You'll mainly reach for large pot and saucepan. At medium difficulty across 7 steps, it's manageable with a little attention. As written, it's pescatarian β fish but no meat.
What you'll need
Shopping list (7)
Pantry staples (you likely have these)
π Unit converter
How to make it
- Rinse the rice under cold running water, swirling and draining several times until the water runs nearly clear, then drain well.
- Combine the rice and measured water in a pot, bring to a boil, then cover and cook over low heat for 12 minutes; remove from the heat and let it steam, still covered, for 10 minutes.
- Meanwhile, mix the drained tuna with the mayonnaise, and keep the flaked salmon and pitted umeboshi ready as separate fillings.
- Wet your hands with water and rub them with a little of the salt to prevent sticking and to season the rice.
- Scoop about a half cup of warm rice into your palm, press a small hollow in the centre, add a spoonful of your chosen filling, then mound more rice over the top.
- Cup and press the rice firmly into a triangle, rotating and turning it so all three sides are compact, then repeat to form the remaining onigiri.
- Wrap a strip of nori around the base of each onigiri, sprinkle with sesame seeds, and serve at room temperature.
You'll use: Large pot Β· Saucepan Β· Steamer
Tips & common questions
How long does Onigiri take to make?
About 65 minutes from start to finish β an estimate based on the 7 steps and 9 ingredients.
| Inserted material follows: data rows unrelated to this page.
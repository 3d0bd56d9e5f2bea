//! HTML report generator
//!
//! Generates self-contained audit reports with embedded CSS. Single-course
//! requirements render as checkbox rows, credit buckets as bars, and the
//! breadth requirement as a category checklist.

use crate::core::progress::RequirementStatus;
use crate::core::report::{ReportContext, ReportGenerator};
use std::error::Error;
use std::fmt::Write;
use std::fs;
use std::path::Path;

/// Embedded HTML report template
const HTML_TEMPLATE: &str = include_str!("../templates/report.html");

/// HTML report generator
pub struct HtmlReporter;

impl HtmlReporter {
    /// Create a new HTML reporter
    #[must_use]
    pub const fn new() -> Self {
        Self
    }

    /// Render the report using template substitution
    #[allow(clippy::unused_self)]
    fn render_template(&self, ctx: &ReportContext) -> String {
        let mut output = HTML_TEMPLATE.to_string();

        output = output.replace("{{plan_name}}", &escape(ctx.plan_name));
        output = output.replace("{{degree_name}}", &escape(&ctx.degree.name));
        output = output.replace("{{percent}}", &ctx.report.percent.to_string());
        output = output.replace(
            "{{completed_credits}}",
            &ctx.report.completed_credits.to_string(),
        );
        output = output.replace("{{total_credits}}", &ctx.report.total_credits.to_string());
        output = output.replace(
            "{{requirements_completed}}",
            &ctx.summary.requirements_completed.to_string(),
        );
        output = output.replace(
            "{{requirements_total}}",
            &ctx.summary.requirements_total.to_string(),
        );

        let note = if ctx.summary.requirements_unclassified > 0 {
            format!(
                "<div class=\"note\">{} requirement(s) could not be classified and count all scheduled credits.</div>\n",
                ctx.summary.requirements_unclassified
            )
        } else {
            String::new()
        };
        output = output.replace("{{unclassified_note}}", &note);

        output = output.replace("{{requirement_rows}}", &Self::generate_rows(ctx));
        output = output.replace("{{breadth_section}}", &Self::generate_breadth_section(ctx));

        output
    }

    /// Generate the per-requirement table rows
    fn generate_rows(ctx: &ReportContext) -> String {
        let mut rows = String::new();

        for status in &ctx.report.requirements {
            let row_class = if status.is_completed {
                " class=\"done\""
            } else {
                ""
            };
            let state = if status.is_completed { "✓" } else { "✗" };
            let _ = writeln!(
                rows,
                "  <tr{row_class}><td>{}</td><td>{}</td><td>{state}</td><td>{}</td></tr>",
                escape(&status.name),
                status.kind,
                progress_cell(status)
            );
        }

        rows
    }

    /// Generate the category checklist for the breadth requirement, if any
    fn generate_breadth_section(ctx: &ReportContext) -> String {
        let mut section = String::new();

        for status in &ctx.report.requirements {
            let Some(breadth) = &status.breadth else {
                continue;
            };

            let _ = writeln!(section, "<h2>{}</h2>", escape(&status.name));
            let _ = writeln!(
                section,
                "<p>{} of {} categories covered (need {}).</p>",
                breadth.satisfied,
                breadth.categories.len(),
                breadth.threshold
            );
            let _ = writeln!(section, "<ul class=\"checklist\">");
            for category in &breadth.categories {
                let mark = if category.satisfied { "☑" } else { "☐" };
                let _ = writeln!(section, "  <li>{mark} {}</li>", escape(&category.label));
            }
            let _ = writeln!(section, "</ul>");
        }

        section
    }
}

impl Default for HtmlReporter {
    fn default() -> Self {
        Self::new()
    }
}

impl ReportGenerator for HtmlReporter {
    fn generate(&self, ctx: &ReportContext, output_path: &Path) -> Result<(), Box<dyn Error>> {
        let content = self.render(ctx)?;
        fs::write(output_path, content)?;
        Ok(())
    }

    fn render(&self, ctx: &ReportContext) -> Result<String, Box<dyn Error>> {
        Ok(self.render_template(ctx))
    }
}

/// Render the progress cell for one requirement row: a checkbox label for
/// single-course requirements, an inline bar for credit buckets.
fn progress_cell(status: &RequirementStatus) -> String {
    if status.is_single_course {
        return format!(
            "{} / {} credits",
            status.completed_credits, status.required_credits
        );
    }
    if status.breadth.is_some() {
        return format!(
            "{} / {} categories",
            status.completed_credits, status.required_credits
        );
    }

    let required = status.required_credits.max(1);
    let fill = (u64::from(status.completed_credits.min(required)) * 100 / u64::from(required))
        .to_string();
    format!(
        "<div class=\"rowbar\"><div class=\"rowbar-fill\" style=\"width:{fill}%\"></div></div> {} / {} credits",
        status.completed_credits, status.required_credits
    )
}

/// Minimal HTML escaping for text nodes
fn escape(text: &str) -> String {
    text.replace('&', "&amp;")
        .replace('<', "&lt;")
        .replace('>', "&gt;")
}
Times vary with your kitchen and how much prep you do ahead.
Can I scale this recipe up or down?
Yes β use the servings control above the ingredients and every quantity rescales automatically (fractions included). Cooking times stay roughly the same; very large batches may need a little longer.
How should I store leftovers?
Cool leftovers quickly, refrigerate in an airtight container, and eat within 3 days. Reheat until piping hot throughout.
Onigiri is an original recipe developed in-house by Consomee. Photo: Japanese rice balls (onigiri).jpg by tednmiki, CC BY-SA 3.0 via Wikimedia Commons. We add the serving scaler, ingredient tools, timing and structure on top β how we source recipes.